Thursday, March 15, 2012

A New Twist on Google Maps

While at our state technology conference last week I sat in on a session discussing new ways that you can use/apply Google maps across the curriculum.  I thought it was interesting and was not sure what to expect but I wanted to see if there was something new going on that I did not already know.


I already knew that I could go into Google Maps and get directions and could both get a web link and embed a map into another website using the code.  But I had not gone through the process of creating my very own personalized map.  I thought it was very interesting and fun to be able to create my own map with the places I wanted to see in it.  I worked along with the presenter and created a map of vacation locations that I have been in the past number of years.  As I was doing this I started thinking of the many different ways that this could be applied to the classroom at all levels.  Now there is a catch in this and that is you have to have a Google Account setup ahead of time so that you can log into and create your map.  I setup a generic account and was able to follow along with the presenter and was caught up in a manner of minutes.

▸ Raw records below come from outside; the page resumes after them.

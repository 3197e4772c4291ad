//! # Imaging crate — avatar compression pipeline
//!
//! Pure image-processing logic shared by the Linkpage frontends. This crate has no
//! Dioxus dependency and compiles for both native targets and `wasm32`, so the same
//! pipeline runs in the browser and in native builds.
//!
//! ## Entry points
//!
//! | Item | Purpose |
//! |------|---------|
//! | [`compress_to_data_url`] | Type allow-list, resize-and-recompress pipeline producing a data URL |
//! | [`encode_data_url`] / [`parse_data_url`] | Base64 data-URL encoding and parsing |
//!
//! ## Contract
//!
//! [`compress_to_data_url`] accepts raw file bytes plus the declared MIME type and
//! returns a `data:image/jpeg;base64,...` string whose encoded payload is at most
//! [`MAX_ENCODED_BYTES`] and whose longer edge is at most [`MAX_DIMENSION`] pixels.
//! Files with a MIME type outside [`ALLOWED_IMAGE_TYPES`] are rejected before any
//! decoding happens.

mod compress;
mod data_url;

pub use compress::{
    compress_to_data_url, is_allowed_type, CompressionJob, ALLOWED_IMAGE_TYPES, MAX_DIMENSION,
    MAX_ENCODED_BYTES,
};
pub use data_url::{encode_data_url, parse_data_url};

use thiserror::Error;

/// Errors produced by the avatar compression pipeline.
#[derive(Debug, Error)]
pub enum ImagingError {
    /// The declared MIME type is not in the allow-list. The input is never decoded.
    #[error("unsupported image type: {0}")]
    UnsupportedType(String),
    /// Decoding, resizing, or re-encoding failed.
    #[error("image processing failed: {0}")]
    Processing(String),
}
//! Database connection pool using OnceCell pattern.

use sqlx::postgres::PgPoolOptions;
use sqlx::PgPool;
use tokio::sync::OnceCell;

static POOL: OnceCell<PgPool> = OnceCell::const_new();

/// Get or initialize the database connection pool.
/// Uses DATABASE_URL environment variable for the connection string.
pub async fn get_pool() -> Result<&'static PgPool, sqlx::Error> {
    POOL.get_or_try_init(|| async {
        dotenvy::dotenv().ok();

        let database_url = std::env::var("DATABASE_URL")
            .expect("DATABASE_URL must be set");

        PgPoolOptions::new()
            .max_connections(5)
            .connect(&database_url)
            .await
    })
    .await
}
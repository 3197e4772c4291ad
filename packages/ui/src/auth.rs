//! Authentication context and hooks for the UI.
//!
//! Linkpage does not own login or registration; it only reads the current session
//! through `api::get_current_user` and exposes the result as a context signal. The
//! user record doubles as the seed for the avatar preview (the previously stored
//! avatar data URL).

use api::UserInfo;
use dioxus::prelude::*;

/// Authentication state for the application.
#[derive(Debug, Clone, PartialEq)]
pub struct AuthState {
    pub user: Option<UserInfo>,
    pub loading: bool,
}

impl Default for AuthState {
    fn default() -> Self {
        Self {
            user: None,
            loading: true,
        }
    }
}

/// Get the current authentication state.
/// Returns a signal that updates when the session user is (re)fetched.
pub fn use_auth() -> Signal<AuthState> {
    use_context::<Signal<AuthState>>()
}

/// Provider component that manages authentication state.
/// Wrap your app with this component to enable authentication.
#[component]
pub fn AuthProvider(children: Element) -> Element {
    let mut auth_state = use_signal(AuthState::default);

    // Fetch the current user on mount
    let _ = use_resource(move || async move {
        match api::get_current_user().await {
            Ok(user) => {
                auth_state.set(AuthState {
                    user,
                    loading: false,
                });
            }
            Err(e) => {
                tracing::warn!("failed to fetch current user: {e}");
                auth_state.set(AuthState {
                    user: None,
                    loading: false,
                });
            }
        }
    });

    use_context_provider(|| auth_state);

    rsx! {
        {children}
    }
}
//! This crate contains all shared UI for the workspace.

use dioxus::prelude::*;

// Re-export icon library
pub use dioxus_free_icons::Icon;
pub mod icons {
    pub use dioxus_free_icons::icons::fa_solid_icons::*;
}

pub const LINKPAGE_CSS: Asset = asset!("/assets/linkpage.css");

mod auth;
pub use auth::{use_auth, AuthProvider, AuthState};

mod toast;
pub use toast::{use_toasts, Toast, ToastHost, ToastLevel, ToastProvider, Toasts};

mod account;
pub use account::{AccountCard, AccountCardBody, AccountCardFooter, UpdateEmailCard, UpdateNameCard};

mod avatar;
pub use avatar::UpdateAvatarCard;

pub mod views;
use crate::adapters::hosts::HostsFile;
use crate::config::ProbeSettings;
use crate::domain::ports::{NetworkProbe, TransportResult};
use crate::utils::error::{Result, TransportError};
use async_trait::async_trait;
use reqwest::Client;
use std::net::IpAddr;
use std::time::Duration;
use surge_ping::{Config as PingConfig, PingIdentifier, PingSequence, ICMP};
use tokio::net::TcpStream;
use tokio::sync::OnceCell;
use tokio::time::timeout;
use trust_dns_resolver::config::{ResolverConfig, ResolverOpts};
use trust_dns_resolver::error::ResolveErrorKind;
use trust_dns_resolver::TokioAsyncResolver;

const PING_PAYLOAD: [u8; 56] = [0; 56];
/// 正向解析時使用的埠號，只影響 getaddrinfo 的提示
const RESOLVE_PORT: u16 = 80;

/// 使用系統網路堆疊的實作：reqwest、tokio TCP、系統 DNS 與 ICMP echo
pub struct SystemNetwork {
    connectivity_client: Client,
    reach_client: Client,
    status_client: Client,
    connectivity_url: String,
    port_timeout: Duration,
    latency_timeout: Duration,
    resolver: TokioAsyncResolver,
    hosts: HostsFile,
    // ICMP 用戶端在第一次量測時建立，之後重複使用；建立失敗記為 None
    ping_v4: OnceCell<Option<surge_ping::Client>>,
    ping_v6: OnceCell<Option<surge_ping::Client>>,
}

impl SystemNetwork {
    pub fn new(settings: &ProbeSettings) -> Result<Self> {
        let connectivity_client = Client::builder()
            .timeout(settings.connectivity_timeout())
            .build()?;
        let reach_client = Client::builder()
            .timeout(settings.reachability_timeout())
            .user_agent(settings.user_agent.as_str())
            .build()?;
        let status_client = Client::builder()
            .timeout(settings.status_timeout())
            .build()?;

        let resolver = TokioAsyncResolver::tokio_from_system_conf().unwrap_or_else(|e| {
            tracing::warn!("⚠️ Cannot read system resolver config ({}), using defaults", e);
            TokioAsyncResolver::tokio(ResolverConfig::default(), ResolverOpts::default())
        });

        Ok(Self {
            connectivity_client,
            reach_client,
            status_client,
            connectivity_url: settings.connectivity_url.clone(),
            port_timeout: settings.port_timeout(),
            latency_timeout: settings.latency_timeout(),
            resolver,
            hosts: HostsFile::system(),
            ping_v4: OnceCell::new(),
            ping_v6: OnceCell::new(),
        })
    }

    /// 以指定的 hosts 表取代系統 hosts 檔
    pub fn with_hosts(mut self, hosts: HostsFile) -> Self {
        self.hosts = hosts;
        self
    }

    async fn ping_client(&self, ip: IpAddr) -> Option<&surge_ping::Client> {
        let (cell, kind) = match ip {
            IpAddr::V4(_) => (&self.ping_v4, ICMP::V4),
            IpAddr::V6(_) => (&self.ping_v6, ICMP::V6),
        };
        cell.get_or_init(|| async move {
            let config = PingConfig::builder().kind(kind).build();
            match surge_ping::Client::new(&config) {
                Ok(client) => Some(client),
                Err(e) => {
                    tracing::warn!(
                        "⚠️ Cannot open {:?} socket ({}), latency falls back to the penalty value",
                        kind,
                        e
                    );
                    None
                }
            }
        })
        .await
        .as_ref()
    }
}

#[async_trait]
impl NetworkProbe for SystemNetwork {
    async fn internet_available(&self) -> bool {
        tracing::debug!("Checking connectivity via {}", self.connectivity_url);
        let result = self
            .connectivity_client
            .head(&self.connectivity_url)
            .send()
            .await
            .is_ok();
        if !result {
            tracing::debug!("Connectivity probe failed or timed out");
        }
        result
    }

    async fn http_reachable(&self, url: &str) -> TransportResult<bool> {
        match self.reach_client.get(url).send().await {
            Ok(response) => {
                tracing::debug!("{} answered {}", url, response.status());
                Ok(true)
            }
            Err(e) if e.is_timeout() => Ok(false),
            Err(e) => Err(e.into()),
        }
    }

    async fn status_code(&self, url: &str) -> TransportResult<u16> {
        let response = self.status_client.get(url).send().await?;
        Ok(response.status().as_u16())
    }

    async fn port_open(&self, host: &str, port: u16) -> TransportResult<bool> {
        match timeout(self.port_timeout, TcpStream::connect((host, port))).await {
            Ok(Ok(_stream)) => Ok(true),
            Ok(Err(e)) => {
                tracing::debug!("{}:{} closed: {}", host, port, e);
                Ok(false)
            }
            Err(_elapsed) => {
                tracing::debug!("{}:{} timed out after {:?}", host, port, self.port_timeout);
                Ok(false)
            }
        }
    }

    async fn resolve(&self, host: &str) -> TransportResult<Option<Vec<IpAddr>>> {
        match tokio::net::lookup_host((host, RESOLVE_PORT)).await {
            Ok(addrs) => Ok(Some(addrs.map(|addr| addr.ip()).collect())),
            Err(e) => {
                tracing::debug!("Cannot resolve {}: {}", host, e);
                Ok(None)
            }
        }
    }

    async fn reverse_lookup(&self, ip: IpAddr) -> TransportResult<Option<String>> {
        if let Some(name) = self.hosts.name_of(ip) {
            tracing::debug!("{} found in hosts file as {}", ip, name);
            return Ok(Some(name.to_string()));
        }
        match self.resolver.reverse_lookup(ip).await {
            Ok(lookup) => Ok(lookup
                .iter()
                .next()
                .map(|name| name.to_string().trim_end_matches('.').to_string())),
            Err(e) => match e.kind() {
                ResolveErrorKind::NoRecordsFound { .. } => Ok(None),
                _ => Err(TransportError::Resolve(e.to_string())),
            },
        }
    }

    async fn latency(&self, ip: IpAddr) -> Option<Duration> {
        let client = self.ping_client(ip).await?;
        let mut pinger = client
            .pinger(ip, PingIdentifier(std::process::id() as u16))
            .await;
        pinger.timeout(self.latency_timeout);
        match pinger.ping(PingSequence(0), &PING_PAYLOAD).await {
            Ok((_packet, rtt)) => Some(rtt),
            Err(e) => {
                tracing::debug!("No echo reply from {}: {}", ip, e);
                None
            }
        }
    }
}
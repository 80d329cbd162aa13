use crate::config::ErrorPolicy;
use crate::domain::model::{Outcome, ProbeResult};
use crate::utils::error::{CheckError, Result};

/// 聚合器處理一個事件後，本次執行是否繼續
#[derive(Debug, Clone, Copy, PartialEq, Eq)]
pub enum Flow {
    Continue,
    Halt,
}

/// 依 `ErrorPolicy` 將驗證錯誤、探測結果與探測錯誤攤平成輸出序列
#[derive(Debug)]
pub struct Aggregator {
    policy: ErrorPolicy,
    outcomes: Vec<Outcome>,
    halted: bool,
}

impl Aggregator {
    pub fn new(policy: ErrorPolicy) -> Self {
        Self {
            policy,
            outcomes: Vec::new(),
            halted: false,
        }
    }

    pub fn policy(&self) -> ErrorPolicy {
        self.policy
    }

    pub fn push_results(&mut self, results: Vec<ProbeResult>) -> Flow {
        if self.halted {
            return Flow::Halt;
        }
        self.outcomes
            .extend(results.into_iter().map(Outcome::Success));
        Flow::Continue
    }

    pub fn push_error(&mut self, err: CheckError) -> Flow {
        if self.halted {
            return Flow::Halt;
        }

        match err {
            // 本機斷線不屬於目標錯誤，一律回報且不中斷
            CheckError::NoInternetConnection => {
                self.outcomes.push(Outcome::Failure(err));
                Flow::Continue
            }
            err if err.is_fatal() || !self.policy.ignore_errors => {
                self.outcomes.push(Outcome::Failure(err));
                self.halted = true;
                Flow::Halt
            }
            err => {
                if self.policy.yield_errors {
                    self.outcomes.push(Outcome::Failure(err));
                } else {
                    tracing::debug!("Ignoring error: {}", err);
                }
                Flow::Continue
            }
        }
    }

    pub fn push(&mut self, outcome: Result<Vec<ProbeResult>>) -> Flow {
        match outcome {
            Ok(results) => self.push_results(results),
            Err(err) => self.push_error(err),
        }
    }

    pub fn is_halted(&self) -> bool {
        self.halted
    }

    pub fn finish(self) -> (Vec<Outcome>, bool) {
        (self.outcomes, self.halted)
    }
}
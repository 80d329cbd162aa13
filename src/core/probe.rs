use crate::config::ProbeSettings;
use crate::core::guard::{ConnectivityGuard, Guarded};
use crate::domain::model::{HostResult, PortResult, ProbeResult, Record, IP_DISPLAY_MARKER};
use crate::domain::ports::NetworkProbe;
use crate::utils::error::{CheckError, Rejection, Result};
use regex::Regex;
use std::fmt;
use std::net::{IpAddr, Ipv4Addr};
use std::sync::OnceLock;

pub const HTTPS_PORT: u16 = 443;
pub const HTTP_PORT: u16 = 80;
/// URL 錯誤時的慣例狀態碼
pub const URL_ERROR_STATUS: u16 = 403;

const IPV4_PATTERN: &str = r"^(25[0-5]|2[0-4][0-9]|[01]?[0-9][0-9]?)\.(25[0-5]|2[0-4][0-9]|[01]?[0-9][0-9]?)\.(25[0-5]|2[0-4][0-9]|[01]?[0-9][0-9]?)\.(25[0-5]|2[0-4][0-9]|[01]?[0-9][0-9]?)$";

fn ipv4_regex() -> &'static Regex {
    static RE: OnceLock<Regex> = OnceLock::new();
    RE.get_or_init(|| Regex::new(IPV4_PATTERN).expect("IPv4 pattern is valid"))
}

/// 主機分類結果
#[derive(Debug, Clone, Copy, PartialEq, Eq)]
pub enum HostKind {
    /// 非迴路的 IPv4 位址
    Address(Ipv4Addr),
    /// `127.0.0.1` (literal) 或 `localhost`
    Loopback { literal: bool },
    Hostname,
}

impl HostKind {
    pub fn is_ip(&self) -> bool {
        matches!(self, HostKind::Address(_) | HostKind::Loopback { literal: true })
    }

    pub fn is_loopback(&self) -> bool {
        matches!(self, HostKind::Loopback { .. })
    }
}

/// 單筆記錄的探測階段，依序執行
#[derive(Debug, Clone, Copy, PartialEq, Eq)]
pub enum ProbeStage {
    ClassifyHost,
    ResolveOrVerify,
    GatePorts,
    FetchStatus,
    Aggregate,
}

impl fmt::Display for ProbeStage {
    fn fmt(&self, f: &mut fmt::Formatter<'_>) -> fmt::Result {
        let name = match self {
            ProbeStage::ClassifyHost => "classify-host",
            ProbeStage::ResolveOrVerify => "resolve-or-verify",
            ProbeStage::GatePorts => "gate-ports",
            ProbeStage::FetchStatus => "fetch-status",
            ProbeStage::Aggregate => "aggregate",
        };
        f.write_str(name)
    }
}

pub fn classify_host(host: &str) -> HostKind {
    if host == "localhost" {
        return HostKind::Loopback { literal: false };
    }
    if !ipv4_regex().is_match(host) {
        return HostKind::Hostname;
    }
    match host.parse::<Ipv4Addr>() {
        Ok(ip) if ip == Ipv4Addr::LOCALHOST => HostKind::Loopback { literal: true },
        Ok(ip) => HostKind::Address(ip),
        // 前導零 (例如 010.0.0.1) 符合樣式但無法解析
        Err(_) => HostKind::Hostname,
    }
}

/// 沒有 scheme 時補上 `http://`
pub fn normalize_url(target: &str) -> String {
    if target.contains("http://") || target.contains("https://") {
        target.to_string()
    } else {
        format!("http://{}", target)
    }
}

pub struct ProbeEngine<N: NetworkProbe> {
    network: N,
    guard: ConnectivityGuard,
    latency_penalty_ms: f64,
}

impl<N: NetworkProbe> ProbeEngine<N> {
    pub fn new(network: N, settings: &ProbeSettings) -> Self {
        Self {
            network,
            guard: ConnectivityGuard::from_settings(settings),
            latency_penalty_ms: settings.latency_penalty_ms,
        }
    }

    pub fn with_guard(network: N, guard: ConnectivityGuard, latency_penalty_ms: f64) -> Self {
        Self {
            network,
            guard,
            latency_penalty_ms,
        }
    }

    pub fn network(&self) -> &N {
        &self.network
    }

    /// 探測單筆記錄。主機為空時不產生結果；
    /// 任何關卡失敗都以型別化錯誤回傳。
    pub async fn probe(&self, record: &Record) -> Result<Vec<ProbeResult>> {
        let Some(host) = record.host.as_deref() else {
            return Ok(Vec::new());
        };

        let kind = classify_host(host);
        tracing::debug!("[{}] {} -> {:?}", ProbeStage::ClassifyHost, host, kind);

        self.verify(host, kind, record.ports.is_some()).await?;
        self.collect(host, kind, record.ports.as_deref()).await
    }

    async fn verify(&self, host: &str, kind: HostKind, ports_requested: bool) -> Result<()> {
        tracing::debug!("[{}] {}", ProbeStage::ResolveOrVerify, host);
        match kind {
            HostKind::Address(ip) => {
                if !self.reachable(host).await? {
                    return Err(Rejection::NotReachable { target: ip.to_string() }.into());
                }
                if self.reverse_lookup(IpAddr::V4(ip)).await?.is_none() {
                    return Err(Rejection::NoHostName { ip: ip.to_string() }.into());
                }
                self.gate_ports(host).await?;
            }
            HostKind::Loopback { .. } | HostKind::Hostname => {
                if self.resolve(host).await?.is_none() {
                    return Err(Rejection::NoAddress { host: host.to_string() }.into());
                }
                if !kind.is_loopback() {
                    if ports_requested {
                        self.gate_ports(host).await?;
                    }
                    if !self.reachable(host).await? {
                        return Err(Rejection::NotReachable { target: host.to_string() }.into());
                    }
                }
            }
        }

        let status = self.status_code(host).await?;
        tracing::debug!("[{}] {} -> {}", ProbeStage::FetchStatus, host, status);
        if status / 100 == 5 {
            return Err(Rejection::ServerError { status }.into());
        }
        Ok(())
    }

    async fn gate_ports(&self, target: &str) -> Result<()> {
        tracing::debug!("[{}] {} ports {}/{}", ProbeStage::GatePorts, target, HTTPS_PORT, HTTP_PORT);
        if !self.port_open(target, HTTPS_PORT).await? || !self.port_open(target, HTTP_PORT).await? {
            return Err(Rejection::PortsClosed { target: target.to_string() }.into());
        }
        Ok(())
    }

    async fn collect(&self, host: &str, kind: HostKind, ports: Option<&[u16]>) -> Result<Vec<ProbeResult>> {
        tracing::debug!("[{}] {}", ProbeStage::Aggregate, host);
        let display_name = if kind.is_ip() {
            IP_DISPLAY_MARKER.to_string()
        } else {
            host.to_string()
        };

        let addresses = match kind {
            HostKind::Address(ip) => vec![IpAddr::V4(ip)],
            HostKind::Loopback { literal: true } => vec![IpAddr::V4(Ipv4Addr::LOCALHOST)],
            _ => self
                .resolve(host)
                .await?
                .ok_or_else(|| CheckError::from(Rejection::NoAddress { host: host.to_string() }))?,
        };
        let multiple_ips = addresses.len() > 1;

        let mut results = Vec::new();
        match ports {
            Some([]) if kind.is_loopback() => {
                let ip = IpAddr::V4(Ipv4Addr::LOCALHOST);
                results.push(ProbeResult::Host(HostResult {
                    display_name,
                    ip,
                    rtt_ms: self.rtt_ms(ip).await,
                    multiple_ips,
                }));
            }
            None | Some([]) => {
                for ip in addresses {
                    results.push(ProbeResult::Host(HostResult {
                        display_name: display_name.clone(),
                        ip,
                        rtt_ms: self.rtt_ms(ip).await,
                        multiple_ips,
                    }));
                }
            }
            Some(ports) => {
                for ip in addresses {
                    let rtt_ms = self.rtt_ms(ip).await;
                    let target = ip.to_string();
                    for &port in ports {
                        results.push(ProbeResult::Port(PortResult {
                            display_name: display_name.clone(),
                            ip,
                            rtt_ms,
                            port,
                            port_open: self.port_open(&target, port).await?,
                            multiple_ips,
                        }));
                    }
                }
            }
        }
        Ok(results)
    }

    async fn rtt_ms(&self, ip: IpAddr) -> f64 {
        match self.network.latency(ip).await {
            Some(rtt) => rtt.as_secs_f64() * 1000.0,
            None => {
                tracing::debug!("No echo reply from {}, using {} ms", ip, self.latency_penalty_ms);
                self.latency_penalty_ms
            }
        }
    }

    async fn reachable(&self, target: &str) -> Result<bool> {
        let url = normalize_url(target);
        online(
            self.guard
                .reachability(&self.network, || self.network.http_reachable(&url))
                .await,
        )
        .map(|reachable| reachable.unwrap_or(false))
    }

    async fn status_code(&self, target: &str) -> Result<u16> {
        let url = normalize_url(target);
        online(
            self.guard
                .call(&self.network, || self.network.status_code(&url))
                .await,
        )
        .map(|status| status.unwrap_or(URL_ERROR_STATUS))
    }

    async fn port_open(&self, target: &str, port: u16) -> Result<bool> {
        online(
            self.guard
                .call(&self.network, || self.network.port_open(target, port))
                .await,
        )
        .map(|open| open.unwrap_or(false))
    }

    /// 只保留 IPv4 位址並去除重複；沒有可用位址時回傳 None
    async fn resolve(&self, host: &str) -> Result<Option<Vec<IpAddr>>> {
        let resolved = online(
            self.guard
                .call(&self.network, || self.network.resolve(host))
                .await,
        )?
        .flatten();

        Ok(resolved.and_then(|ips| {
            let mut unique: Vec<IpAddr> = Vec::new();
            for ip in ips.into_iter().filter(IpAddr::is_ipv4) {
                if !unique.contains(&ip) {
                    unique.push(ip);
                }
            }
            (!unique.is_empty()).then_some(unique)
        }))
    }

    async fn reverse_lookup(&self, ip: IpAddr) -> Result<Option<String>> {
        online(
            self.guard
                .call(&self.network, || self.network.reverse_lookup(ip))
                .await,
        )
        .map(Option::flatten)
    }
}

/// `ConnectionDown` 轉成 `NoInternetConnection`；傳輸錯誤交給呼叫端決定預設值
fn online<T>(guarded: Guarded<T>) -> Result<Option<T>> {
    match guarded {
        Guarded::Ok(value) => Ok(Some(value)),
        Guarded::TransportError(_) => Ok(None),
        Guarded::ConnectionDown => Err(CheckError::NoInternetConnection),
    }
}
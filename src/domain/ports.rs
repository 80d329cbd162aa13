use crate::utils::error::TransportError;
use async_trait::async_trait;
use std::net::IpAddr;
use std::time::Duration;

pub type TransportResult<T> = std::result::Result<T, TransportError>;

/// 探測引擎對外的網路操作。每個方法只負責一次呼叫，
/// 連線守衛與關卡判斷都在引擎內處理。
#[async_trait]
pub trait NetworkProbe: Send + Sync {
    /// 對固定的外部端點做輕量請求，判斷本機是否能上網
    async fn internet_available(&self) -> bool;

    /// 對 URL 發出 GET；逾時回傳 `Ok(false)`，連線失敗回傳錯誤
    async fn http_reachable(&self, url: &str) -> TransportResult<bool>;

    /// 取得 HTTP 狀態碼（含 4xx/5xx）
    async fn status_code(&self, url: &str) -> TransportResult<u16>;

    /// TCP 連線是否成功；拒絕或逾時都算關閉
    async fn port_open(&self, host: &str, port: u16) -> TransportResult<bool>;

    /// 正向解析，無法解析時回傳 `Ok(None)`
    async fn resolve(&self, host: &str) -> TransportResult<Option<Vec<IpAddr>>>;

    /// 反向解析，無法取得主機名稱時回傳 `Ok(None)`
    async fn reverse_lookup(&self, ip: IpAddr) -> TransportResult<Option<String>>;

    /// ICMP echo 往返時間，沒有回應時回傳 `None`
    async fn latency(&self, ip: IpAddr) -> Option<Duration>;
}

When you log into Google, click on the Maps button in the browser toolbar.  This takes you to the familiar maps screen where you can zoom in to a location and all the way down to the Street View, which I talked about in a previous blog.  First click on My Places then Click the Red Create Map button and enter in a Title for this map and a brief description of what the map will be showing.  In the map pane you can zoom into the area of the map you will be using and then utilize the Add Placemark and Draw Line option buttons to create the points on the map that are of interest.  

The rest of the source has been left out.